Work order: Retype the data below in full, keeping every character as it is.

Collected data entries:

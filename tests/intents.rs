mod common;
use common::*;

use myrtio_light_show::{
    FrameScheduler, Group, Intent, IntentChannel, IntentProcessor, Key, LightElement, Role, Show,
    ShowConfig, Spawner, Target, TriggerState, Triggerable, submit,
};

#[test]
fn test_named_trigger_reaches_element() {
    let mut show = Show::new();
    let front = show.add(LightElement::dimmer("front", 1), None);

    let channel: IntentChannel<8> = IntentChannel::new();
    let sender = channel.sender();
    let mut processor = IntentProcessor::new(channel.receiver());

    assert!(submit(&sender, Intent::trigger("front", 0.8)));
    assert_eq!(channel.len(), 1);
    // nothing happens until the frame loop drains the queue
    assert_eq!(show.light(front).unwrap().trigger_state(), TriggerState::Idle);

    assert_eq!(processor.process_pending(&mut show), 1);
    assert!(channel.is_empty());
    let light = show.light(front).unwrap();
    assert_eq!(light.trigger_state(), TriggerState::Active);
    assert_approx(light.trigger_intensity(), 0.8);
}

#[test]
fn test_unknown_targets_are_dropped() {
    let mut show = Show::new();
    let gone = show.add(LightElement::dimmer("gone", 1), None);
    show.destroy(gone);
    let front = show.add(LightElement::dimmer("front", 1), None);

    let channel: IntentChannel<8> = IntentChannel::new();
    let sender = channel.sender();
    let mut processor = IntentProcessor::new(channel.receiver());
    submit(&sender, Intent::trigger("nobody", 1.0));
    submit(&sender, Intent::trigger(gone, 1.0));
    submit(&sender, Intent::set_attribute("front", Role::Speed, 2.0));
    submit(&sender, Intent::trigger(front, 1.0));

    assert_eq!(processor.process_pending(&mut show), 4);
    assert_eq!(show.light(front).unwrap().trigger_state(), TriggerState::Active);
}

#[test]
fn test_full_queue_rejects() {
    let channel: IntentChannel<2> = IntentChannel::new();
    let sender = channel.sender();
    assert!(submit(&sender, Intent::Blackout));
    assert!(submit(&sender, Intent::Blackout));
    assert!(!submit(&sender, Intent::Blackout));
    assert_eq!(channel.len(), 2);
    assert!(matches!(channel.receiver().try_receive(), Ok(Intent::Blackout)));
    assert!(submit(&sender, Intent::Blackout));
}

#[test]
fn test_attribute_and_blackout_intents() {
    let mut show = Show::new();
    let left = show.insert(LightElement::rgb("left", 1).with_simple(true));
    let group = show.add(Group::new("wash").with_elements([left]), None);

    let channel: IntentChannel<8> = IntentChannel::new();
    let sender = channel.sender();
    let mut processor = IntentProcessor::new(channel.receiver());

    submit(&sender, Intent::trigger(group, 1.0));
    submit(&sender, Intent::set_attribute(left, Role::Hue, 0.25));
    processor.process_pending(&mut show);
    assert_approx(show.light(left).unwrap().intensity(), 1.0);
    assert_approx(show.light(left).unwrap().attributes().hue, 0.25);

    submit(&sender, Intent::Blackout);
    processor.process_pending(&mut show);
    assert_eq!(show.light(left).unwrap().intensity(), 0.0);
}

#[test]
fn test_keyed_intents_drive_spawner() {
    let mut show = Show::new();
    let template = show.insert(LightElement::dimmer("note", 1));
    let spawner = show.add(Spawner::new("keys", template), None);

    let channel: IntentChannel<8> = IntentChannel::new();
    let sender = channel.sender();
    let mut processor = IntentProcessor::new(channel.receiver());

    let key = Key::new(1, 60);
    submit(&sender, Intent::keyed_trigger("keys", 1.0, key));
    processor.process_pending(&mut show);
    assert_eq!(show.spawner(spawner).unwrap().spawned_count(), 1);
    assert_eq!(
        Intent::keyed_trigger("keys", 0.0, key),
        Intent::Trigger {
            target: Target::Named("keys".into()),
            intensity: 0.0,
            key: Some(key),
        }
    );
}

#[test]
fn test_tick_applies_queued_intents() {
    let clock = ManualClock::new();
    let channel: IntentChannel<8> = IntentChannel::new();
    let sender = channel.sender();

    let mut show = Show::new();
    let front = show.add(LightElement::dimmer("front", 1), None);
    let mut scheduler =
        FrameScheduler::new(show, &clock, channel.receiver(), ShowConfig::default()).unwrap();

    submit(&sender, Intent::trigger(front, 1.0));
    scheduler.tick();
    assert!(channel.is_empty());

    let light = scheduler.show().light(front).unwrap();
    assert_eq!(light.trigger_state(), TriggerState::Active);
    // the trigger lands before the frame's update
    assert_approx(light.intensity(), 0.05);
}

Task answer:
filename tests/intents.rs
mod common;
use common::*;

use myrtio_light_show::{
    FrameScheduler, Group, Intent, IntentChannel, IntentProcessor, Key, LightElement, Role, Show,
    ShowConfig, Spawner, Target, TriggerState, Triggerable, submit,
};

#[test]
fn test_named_trigger_reaches_element() {
    let mut show = Show::new();
    let front = show.add(LightElement::dimmer("front", 1), None);

    let channel: IntentChannel<8> = IntentChannel::new();
    let sender = channel.sender();
    let mut processor = IntentProcessor::new(channel.receiver());

    assert!(submit(&sender, Intent::trigger("front", 0.8)));
    assert_eq!(channel.len(), 1);
    // nothing happens until the frame loop drains the queue
    assert_eq!(show.light(front).unwrap().trigger_state(), TriggerState::Idle);

    assert_eq!(processor.process_pending(&mut show), 1);
    assert!(channel.is_empty());
    let light = show.light(front).unwrap();
    assert_eq!(light.trigger_state(), TriggerState::Active);
    assert_approx(light.trigger_intensity(), 0.8);
}

#[test]
fn test_unknown_targets_are_dropped() {
    let mut show = Show::new();
    let gone = show.add(LightElement::dimmer("gone", 1), None);
    show.destroy(gone);
    let front = show.add(LightElement::dimmer("front", 1), None);

    let channel: IntentChannel<8> = IntentChannel::new();
    let sender = channel.sender();
    let mut processor = IntentProcessor::new(channel.receiver());
    submit(&sender, Intent::trigger("nobody", 1.0));
    submit(&sender, Intent::trigger(gone, 1.0));
    submit(&sender, Intent::set_attribute("front", Role::Speed, 2.0));
    submit(&sender, Intent::trigger(front, 1.0));

    assert_eq!(processor.process_pending(&mut show), 4);
    assert_eq!(show.light(front).unwrap().trigger_state(), TriggerState::Active);
}

#[test]
fn test_full_queue_rejects() {
    let channel: IntentChannel<2> = IntentChannel::new();
    let sender = channel.sender();
    assert!(submit(&sender, Intent::Blackout));
    assert!(submit(&sender, Intent::Blackout));
    assert!(!submit(&sender, Intent::Blackout));
    assert_eq!(channel.len(), 2);
    assert!(matches!(channel.receiver().try_receive(), Ok(Intent::Blackout)));
    assert!(submit(&sender, Intent::Blackout));
}

#[test]
fn test_attribute_and_blackout_intents() {
    let mut show = Show::new();
    let left = show.insert(LightElement::rgb("left", 1).with_simple(true));
    let group = show.add(Group::new("wash").with_elements([left]), None);

    let channel: IntentChannel<8> = IntentChannel::new();
    let sender = channel.sender();
    let mut processor = IntentProcessor::new(channel.receiver());

    submit(&sender, Intent::trigger(group, 1.0));
    submit(&sender, Intent::set_attribute(left, Role::Hue, 0.25));
    processor.process_pending(&mut show);
    assert_approx(show.light(left).unwrap().intensity(), 1.0);
    assert_approx(show.light(left).unwrap().attributes().hue, 0.25);

    submit(&sender, Intent::Blackout);
    processor.process_pending(&mut show);
    assert_eq!(show.light(left).unwrap().intensity(), 0.0);
}

#[test]
fn test_keyed_intents_drive_spawner() {
    let mut show = Show::new();
    let template = show.insert(LightElement::dimmer("note", 1));
    let spawner = show.add(Spawner::new("keys", template), None);

    let channel: IntentChannel<8> = IntentChannel::new();
    let sender = channel.sender();
    let mut processor = IntentProcessor::new(channel.receiver());

    let key = Key::new(1, 60);
    submit(&sender, Intent::keyed_trigger("keys", 1.0, key));
    processor.process_pending(&mut show);
    assert_eq!(show.spawner(spawner).unwrap().spawned_count(), 1);
    assert_eq!(
        Intent::keyed_trigger("keys", 0.0, key),
        Intent::Trigger {
            target: Target::Named("keys".into()),
            intensity: 0.0,
            key: Some(key),
        }
    );
}

#[test]
fn test_tick_applies_queued_intents() {
    let clock = ManualClock::new();
    let channel: IntentChannel<8> = IntentChannel::new();
    let sender = channel.sender();

    let mut show = Show::new();
    let front = show.add(LightElement::dimmer("front", 1), None);
    let mut scheduler =
        FrameScheduler::new(show, &clock, channel.receiver(), ShowConfig::default()).unwrap();

    submit(&sender, Intent::trigger(front, 1.0));
    scheduler.tick();
    assert!(channel.is_empty());

    let light = scheduler.show().light(front).unwrap();
    assert_eq!(light.trigger_state(), TriggerState::Active);
    // the trigger lands before the frame's update
    assert_approx(light.intensity(), 0.05);
}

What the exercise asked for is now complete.